In Interstellar, the future of the Earth is marred by natural calamities, famine and drought. No major war is explicitly mentioned, but it is hard to believe that climate change can be solely the (unintended) effect of frivolous and fraudulent international-capitalism-and-democracy, perceived as either the best or worst of all possible worlds, excepting all the others (to paraphrase Leibniz as well as Churchill). The film reveals that only one option is left for the survival of the human race: interstellar travel. A so-called “wormhole”, discovered at the far reaches of our solar system, offers a chance to a team of astronauts to go where no man has gone before (with the notable exception, for the connoisseurs, of the Star Trek celestial escapades), namely a planet that may host an environment suitable for human existence, and thus serves as a refugee/sanctuary for building a new home for humanity and repentantly restart the very odyssey of our species.

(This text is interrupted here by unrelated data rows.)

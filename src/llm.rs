//! Generative-language model client (OpenAI-compatible chat completions).
//!
//! One pooled HTTP client, one request per completion, no retries. Both
//! pipeline prompts (keyword extraction and answer synthesis) go through
//! the same [`TextGenerator`] implementation.

use crate::error::{OptionExt, PipelineError, Result};
use crate::pipeline::TextGenerator;
use async_trait::async_trait;
use serde::Deserialize;
use std::time::Duration;
use tracing::debug;

/// Request timeout in seconds
const REQUEST_TIMEOUT_SECS: u64 = 60;

/// Sampling temperature for completions
const TEMPERATURE: f64 = 0.2;

/// LLM configuration
#[derive(Debug, Clone)]
pub struct LlmConfig {
    pub base_url: String,
    pub api_key: String,
    pub model: String,
}

/// OpenAI-compatible chat completion client
pub struct LlmClient {
    client: reqwest::Client,
    config: LlmConfig,
}

/// OpenAI-compatible API response structures
#[derive(Debug, Deserialize)]
struct ChatCompletionResponse {
    choices: Vec<ChatChoice>,
    usage: Option<ApiUsage>,
}

#[derive(Debug, Deserialize)]
struct ChatChoice {
    message: ChatMessage,
}

#[derive(Debug, Deserialize)]
struct ChatMessage {
    content: String,
}

#[derive(Debug, Deserialize)]
struct ApiUsage {
    prompt_tokens: u64,
    completion_tokens: u64,
    total_tokens: u64,
}

impl LlmClient {
    /// Create a new LlmClient
    pub fn new(config: LlmConfig) -> Result<Self> {
        let client = reqwest::Client::builder()
            .timeout(Duration::from_secs(REQUEST_TIMEOUT_SECS))
            .build()
            .map_err(|e| PipelineError::Config(format!("Failed to build HTTP client: {}", e)))?;

        Ok(Self { client, config })
    }
}

#[async_trait]
impl TextGenerator for LlmClient {
    async fn complete(&self, system: &str, user: &str) -> Result<String> {
        let request_body = serde_json::json!({
            "model": self.config.model,
            "messages": [
                {"role": "system", "content": system},
                {"role": "user", "content": user}
            ],
            "temperature": TEMPERATURE,
        });

        let api_url = format!(
            "{}/chat/completions",
            self.config.base_url.trim_end_matches('/')
        );

        debug!(model = %self.config.model, "Sending LLM request");

        let response = self
            .client
            .post(&api_url)
            .header("Content-Type", "application/json")
            .header("Authorization", format!("Bearer {}", self.config.api_key))
            .json(&request_body)
            .send()
            .await
            .map_err(PipelineError::Network)?;

        if !response.status().is_success() {
            let status = response.status();
            let error_text = response.text().await.unwrap_or_default();
            return Err(PipelineError::Api {
                code: status.as_u16() as i32,
                message: format!("LLM API error: {} - {}", status, error_text),
            });
        }

        let api_response: ChatCompletionResponse = response
            .json()
            .await
            .map_err(|e| PipelineError::Parse(format!("Failed to parse LLM response: {}", e)))?;

        if let Some(usage) = &api_response.usage {
            debug!(
                prompt_tokens = usage.prompt_tokens,
                completion_tokens = usage.completion_tokens,
                total_tokens = usage.total_tokens,
                "Completion usage"
            );
        }

        let content = api_response
            .choices
            .into_iter()
            .next()
            .ok_or_parse("LLM response contained no choices")?
            .message
            .content;

        Ok(content)
    }
}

Yet, neither the nascent Metaverse, nor the (more or less faraway) space colonies can really serve as a viable solution to retreat and remove ourselves from an earthly world that will have lost its balance. If we ignore the verdicts of civilisation – which, albeit battle hardened via the progressive increase of the infamy of the means used for even more deplorable purposes, has only really made progress when it suspended such pursuits –, as well as those of cultures which, for all their diversity, show better preservation when people preserve their abstention from evil, then there is no escape. Virtual reality, even one we would all consent to and, unlike the Matrix, would not act as a prison, is unsustainable as long as the balances of the physical/material world are destroyed, if it leads to alienation offering a simulation as an alternative to bygone sociality, or if it risks being colonised by the evil “from without” (and the latter is not such a far-fetched prospect since the distribution of vice and virtues is the same both in- and outside Cyberspace).

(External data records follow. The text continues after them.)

//! Profit computation over historical NAV

use super::error::{ProfitError, Result};
use super::nav::{NAV_DATE_FORMAT, NavProvider};
use super::series::NavSeries;
use chrono::{Duration, NaiveDate};
use std::sync::Arc;
use tracing::{debug, error, info, warn};

pub const DEFAULT_CAPITAL: f64 = 1_000_000.0;
pub const DEFAULT_LOOKAHEAD_DAYS: u32 = 10;

#[derive(Debug, Clone, PartialEq)]
pub struct ProfitRequest {
    pub scheme_code: String,
    /// Purchase date, dd-mm-yyyy
    pub start_date: String,
    /// Redemption date, dd-mm-yyyy
    pub end_date: String,
    pub capital: f64,
}

impl ProfitRequest {
    pub fn new(
        scheme_code: impl Into<String>,
        start_date: impl Into<String>,
        end_date: impl Into<String>,
        capital: f64,
    ) -> Self {
        Self {
            scheme_code: scheme_code.into(),
            start_date: start_date.into(),
            end_date: end_date.into(),
            capital,
        }
    }
}

/// Intermediate values of a successful profit computation.
#[derive(Debug, Clone, PartialEq)]
pub struct ProfitBreakdown {
    pub scheme_code: String,
    pub capital: f64,
    pub start_date: NaiveDate,
    pub start_nav: f64,
    pub end_date: NaiveDate,
    pub end_nav: f64,
    pub units: f64,
    pub redemption_value: f64,
    pub net_profit: f64,
}

pub struct ProfitCalculator {
    provider: Arc<dyn NavProvider>,
    lookahead_days: u32,
}

impl ProfitCalculator {
    pub fn new(provider: Arc<dyn NavProvider>, lookahead_days: u32) -> Self {
        Self {
            provider,
            lookahead_days,
        }
    }

    /// Computes the profit of buying at the NAV nearest on or after the start
    /// date and redeeming at the NAV nearest on or after the end date.
    pub async fn compute(&self, request: &ProfitRequest) -> Result<ProfitBreakdown> {
        let start = parse_request_date(&request.start_date)?;
        let end = parse_request_date(&request.end_date)?;

        // Extend past the later date so it can still resolve forward over holidays
        let fetch_start = start.min(end);
        let fetch_end = start
            .max(end)
            .checked_add_signed(Duration::days(i64::from(self.lookahead_days)))
            .unwrap_or(NaiveDate::MAX);

        let records = self
            .provider
            .fetch_nav_history(&request.scheme_code, fetch_start, fetch_end)
            .await;
        if records.is_empty() {
            return Err(ProfitError::NoNavData(request.scheme_code.clone()));
        }

        let series = NavSeries::from_records(&records)?;
        debug!(
            scheme_code = %request.scheme_code,
            navs = series.len(),
            "Built NAV series"
        );

        let (start_date, start_nav) = series.nearest_nav_on_or_after(start)?;
        let (end_date, end_nav) = series.nearest_nav_on_or_after(end)?;
        if !(start_nav > 0.0 && start_nav.is_finite()) {
            return Err(ProfitError::InvalidNav {
                date: start_date,
                nav: start_nav,
            });
        }

        let units = request.capital / start_nav;
        let redemption_value = units * end_nav;
        let net_profit = redemption_value - request.capital;
        if !net_profit.is_finite() {
            return Err(ProfitError::NonFiniteProfit {
                capital: request.capital,
            });
        }

        Ok(ProfitBreakdown {
            scheme_code: request.scheme_code.clone(),
            capital: request.capital,
            start_date,
            start_nav,
            end_date,
            end_nav,
            units,
            redemption_value,
            net_profit,
        })
    }

    /// Net profit for the request, or `0.0` when it cannot be computed.
    pub async fn calculate_profit(&self, request: &ProfitRequest) -> f64 {
        match self.compute(request).await {
            Ok(breakdown) => {
                info!(
                    scheme_code = %breakdown.scheme_code,
                    start_date = %breakdown.start_date,
                    end_date = %breakdown.end_date,
                    net_profit = breakdown.net_profit,
                    "Calculated profit"
                );
                breakdown.net_profit
            }
            Err(e @ ProfitError::NoNavData(_)) => {
                warn!(error = %e, "No NAV data, reporting zero profit");
                0.0
            }
            Err(e) => {
                error!(
                    scheme_code = %request.scheme_code,
                    error = %e,
                    "Error calculating profit"
                );
                0.0
            }
        }
    }
}

fn parse_request_date(value: &str) -> Result<NaiveDate> {
    NaiveDate::parse_from_str(value.trim(), NAV_DATE_FORMAT).map_err(|source| {
        ProfitError::InvalidRequestDate {
            value: value.to_string(),
            source,
        }
    })
}

#[cfg(test)]
mod tests {
    use super::*;
    use crate::core::nav::RawNavRecord;
    use async_trait::async_trait;
    use std::io;
    use std::sync::Mutex;

    struct LogWriter(Arc<Mutex<Vec<u8>>>);

    impl io::Write for LogWriter {
        fn write(&mut self, buf: &[u8]) -> io::Result<usize> {
            self.0.lock().unwrap().extend_from_slice(buf);
            Ok(buf.len())
        }

        fn flush(&mut self) -> io::Result<()> {
            Ok(())
        }
    }

    struct StaticNavProvider {
        records: Vec<RawNavRecord>,
        requests: Mutex<Vec<(String, NaiveDate, NaiveDate)>>,
    }

    impl StaticNavProvider {
        fn new(records: Vec<RawNavRecord>) -> Arc<Self> {
            Arc::new(Self {
                records,
                requests: Mutex::new(Vec::new()),
            })
        }

        fn requests(&self) -> Vec<(String, NaiveDate, NaiveDate)> {
            self.requests.lock().unwrap().clone()
        }
    }

    #[async_trait]
    impl NavProvider for StaticNavProvider {
        async fn fetch_nav_history(
            &self,
            scheme_code: &str,
            start: NaiveDate,
            end: NaiveDate,
        ) -> Vec<RawNavRecord> {
            self.requests
                .lock()
                .unwrap()
                .push((scheme_code.to_string(), start, end));
            self.records.clone()
        }
    }

    fn april_2006_records() -> Vec<RawNavRecord> {
        vec![
            RawNavRecord::new("08-04-2006", "37.49230"),
            RawNavRecord::new("07-04-2006", "378.57640"),
            RawNavRecord::new("06-04-2006", "300.08770"),
            RawNavRecord::new("05-04-2006", "31.66920"),
            RawNavRecord::new("04-04-2006", "370.42310"),
            RawNavRecord::new("03-04-2006", "35.44000"),
            RawNavRecord::new("02-04-2006", "321.81810"),
            RawNavRecord::new("01-04-2006", "3716.46800"),
        ]
    }

    fn date(d: u32, m: u32, y: i32) -> NaiveDate {
        NaiveDate::from_ymd_opt(y, m, d).unwrap()
    }

    #[tokio::test]
    async fn test_calculate_profit_with_mock_data() {
        let provider = StaticNavProvider::new(april_2006_records());
        let calculator = ProfitCalculator::new(provider, DEFAULT_LOOKAHEAD_DAYS);
        let request = ProfitRequest::new("123456", "08-04-2006", "04-04-2006", 100000.0);

        let profit = calculator.calculate_profit(&request).await;

        assert_eq!(profit, 887997.8022153882);
    }

    #[tokio::test]
    async fn test_compute_breakdown() {
        let provider = StaticNavProvider::new(april_2006_records());
        let calculator = ProfitCalculator::new(provider, DEFAULT_LOOKAHEAD_DAYS);
        let request = ProfitRequest::new("123456", "08-04-2006", "04-04-2006", 100000.0);

        let breakdown = calculator.compute(&request).await.unwrap();

        assert_eq!(breakdown.start_date, date(8, 4, 2006));
        assert_eq!(breakdown.end_date, date(4, 4, 2006));
        assert_eq!(breakdown.start_nav, 37.4923);
        assert_eq!(breakdown.end_nav, 370.4231);
        assert_eq!(breakdown.units, 100000.0 / 37.4923);
        assert_eq!(
            breakdown.net_profit,
            breakdown.redemption_value - breakdown.capital
        );
    }

    #[tokio::test]
    async fn test_fetch_window_covers_both_dates_and_lookahead() {
        let provider = StaticNavProvider::new(april_2006_records());
        let calculator = ProfitCalculator::new(provider.clone(), 5);
        let request = ProfitRequest::new("123456", "08-04-2006", "04-04-2006", 100000.0);

        calculator.compute(&request).await.unwrap();

        assert_eq!(
            provider.requests(),
            vec![("123456".to_string(), date(4, 4, 2006), date(13, 4, 2006))]
        );
    }

    #[tokio::test]
    async fn test_empty_fetch_returns_zero() {
        let provider = StaticNavProvider::new(Vec::new());
        let calculator = ProfitCalculator::new(provider, DEFAULT_LOOKAHEAD_DAYS);
        let request = ProfitRequest::new("123456", "01-04-2006", "08-04-2006", DEFAULT_CAPITAL);

        assert!(matches!(
            calculator.compute(&request).await,
            Err(ProfitError::NoNavData(_))
        ));
        assert_eq!(calculator.calculate_profit(&request).await, 0.0);
    }

    #[tokio::test]
    async fn test_malformed_request_date_returns_zero() {
        let provider = StaticNavProvider::new(april_2006_records());
        let calculator = ProfitCalculator::new(provider.clone(), DEFAULT_LOOKAHEAD_DAYS);
        let request = ProfitRequest::new("123456", "2006-04-01", "08-04-2006", DEFAULT_CAPITAL);

        assert!(matches!(
            calculator.compute(&request).await,
            Err(ProfitError::InvalidRequestDate { .. })
        ));

        let logs = Arc::new(Mutex::new(Vec::new()));
        let writer = logs.clone();
        let subscriber = tracing_subscriber::fmt()
            .with_ansi(false)
            .with_writer(move || LogWriter(writer.clone()))
            .finish();
        let profit = {
            let _guard = tracing::subscriber::set_default(subscriber);
            calculator.calculate_profit(&request).await
        };

        assert_eq!(profit, 0.0);
        let output = String::from_utf8(logs.lock().unwrap().clone()).unwrap();
        assert!(output.contains("ERROR"));
        assert!(output.contains("Error calculating profit"));
        assert!(output.contains("2006-04-01"));
        // Bad dates are rejected before any upstream call
        assert!(provider.requests().is_empty());
    }

    #[tokio::test]
    async fn test_zero_start_nav_returns_zero() {
        let provider = StaticNavProvider::new(vec![
            RawNavRecord::new("03-04-2006", "0.00000"),
            RawNavRecord::new("04-04-2006", "20.0"),
        ]);
        let calculator = ProfitCalculator::new(provider, DEFAULT_LOOKAHEAD_DAYS);
        let request = ProfitRequest::new("123456", "03-04-2006", "04-04-2006", DEFAULT_CAPITAL);

        assert!(matches!(
            calculator.compute(&request).await,
            Err(ProfitError::InvalidNav { date: d, nav }) if d == date(3, 4, 2006) && nav == 0.0
        ));
        assert_eq!(calculator.calculate_profit(&request).await, 0.0);
    }

    #[tokio::test]
    async fn test_non_finite_capital_returns_zero() {
        let provider = StaticNavProvider::new(april_2006_records());
        let calculator = ProfitCalculator::new(provider, DEFAULT_LOOKAHEAD_DAYS);
        let request = ProfitRequest::new("123456", "03-04-2006", "04-04-2006", f64::NAN);

        assert!(matches!(
            calculator.compute(&request).await,
            Err(ProfitError::NonFiniteProfit { .. })
        ));
        assert_eq!(calculator.calculate_profit(&request).await, 0.0);
    }

    #[tokio::test]
    async fn test_start_before_first_nav_resolves_to_first_nav() {
        let provider = StaticNavProvider::new(vec![
            RawNavRecord::new("20-04-2006", "10.0"),
            RawNavRecord::new("21-04-2006", "12.0"),
        ]);
        let calculator = ProfitCalculator::new(provider, DEFAULT_LOOKAHEAD_DAYS);
        let request = ProfitRequest::new("123456", "01-04-2006", "21-04-2006", 1000.0);

        let breakdown = calculator.compute(&request).await.unwrap();

        assert_eq!(breakdown.start_date, date(20, 4, 2006));
        assert_eq!(breakdown.net_profit, 200.0);
    }

    #[tokio::test]
    async fn test_malformed_nav_returns_zero() {
        let provider = StaticNavProvider::new(vec![
            RawNavRecord::new("01-04-2006", "10.0"),
            RawNavRecord::new("02-04-2006", ""),
        ]);
        let calculator = ProfitCalculator::new(provider, DEFAULT_LOOKAHEAD_DAYS);
        let request = ProfitRequest::new("123456", "01-04-2006", "02-04-2006", DEFAULT_CAPITAL);

        assert_eq!(calculator.calculate_profit(&request).await, 0.0);
    }

    #[tokio::test]
    async fn test_end_date_past_available_data_returns_zero() {
        let provider = StaticNavProvider::new(april_2006_records());
        let calculator = ProfitCalculator::new(provider, DEFAULT_LOOKAHEAD_DAYS);
        let request = ProfitRequest::new("123456", "01-04-2006", "01-05-2006", DEFAULT_CAPITAL);

        assert!(matches!(
            calculator.compute(&request).await,
            Err(ProfitError::NoNavOnOrAfter { target }) if target == date(1, 5, 2006)
        ));
        assert_eq!(calculator.calculate_profit(&request).await, 0.0);
    }

    #[tokio::test]
    async fn test_swapped_dates_use_same_nav_points() {
        let provider = StaticNavProvider::new(april_2006_records());
        let calculator = ProfitCalculator::new(provider, DEFAULT_LOOKAHEAD_DAYS);

        let forward = calculator
            .compute(&ProfitRequest::new("123456", "03-04-2006", "06-04-2006", 1000.0))
            .await
            .unwrap();
        let backward = calculator
            .compute(&ProfitRequest::new("123456", "06-04-2006", "03-04-2006", 1000.0))
            .await
            .unwrap();

        assert_eq!(forward.start_nav, backward.end_nav);
        assert_eq!(forward.end_nav, backward.start_nav);
        assert!(forward.net_profit > 0.0);
        assert!(backward.net_profit < 0.0);
    }

    #[tokio::test]
    async fn test_non_trading_start_resolves_forward() {
        let provider = StaticNavProvider::new(vec![
            RawNavRecord::new("07-04-2006", "10.0"),
            RawNavRecord::new("10-04-2006", "20.0"),
            RawNavRecord::new("11-04-2006", "25.0"),
        ]);
        let calculator = ProfitCalculator::new(provider, DEFAULT_LOOKAHEAD_DAYS);
        let request = ProfitRequest::new("123456", "08-04-2006", "11-04-2006", 1000.0);

        let breakdown = calculator.compute(&request).await.unwrap();

        assert_eq!(breakdown.start_date, date(10, 4, 2006));
        assert_eq!(breakdown.start_nav, 20.0);
        assert_eq!(breakdown.net_profit, 250.0);
    }
}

As for outer space, it would be delusional to believe that it will become a friendly habitat any time soon: it will take hundreds of years and several “gazillion” dollars (or whatever currency the future will bring) until we will be able to breathe the cold, hard air of celestial bodies lying at unfathomable heights. If we disregard life on Earth, we will only be able to make spasmodic attempts at reaching for the stars; if we care for life on Earth, we won’t have any reason to rush into astral meanderings, but rather we’ll merely “harvest” space to bring in resources needed here as opposed to sterilely struggling in hostile environments. Colonising extraterrestrial inhospitable worlds is a vain endeavour that bears little resemblance to the adventure of the conquest of terrestrial “frontiers” in search of a better fortune (and often bringing misfortune to those already living there). The “New Frontier” of humanity is neither the Metaverse nor the Universe, but the “old frontier” of humaneness, which we shall only conquer by allowing it to conquer us first.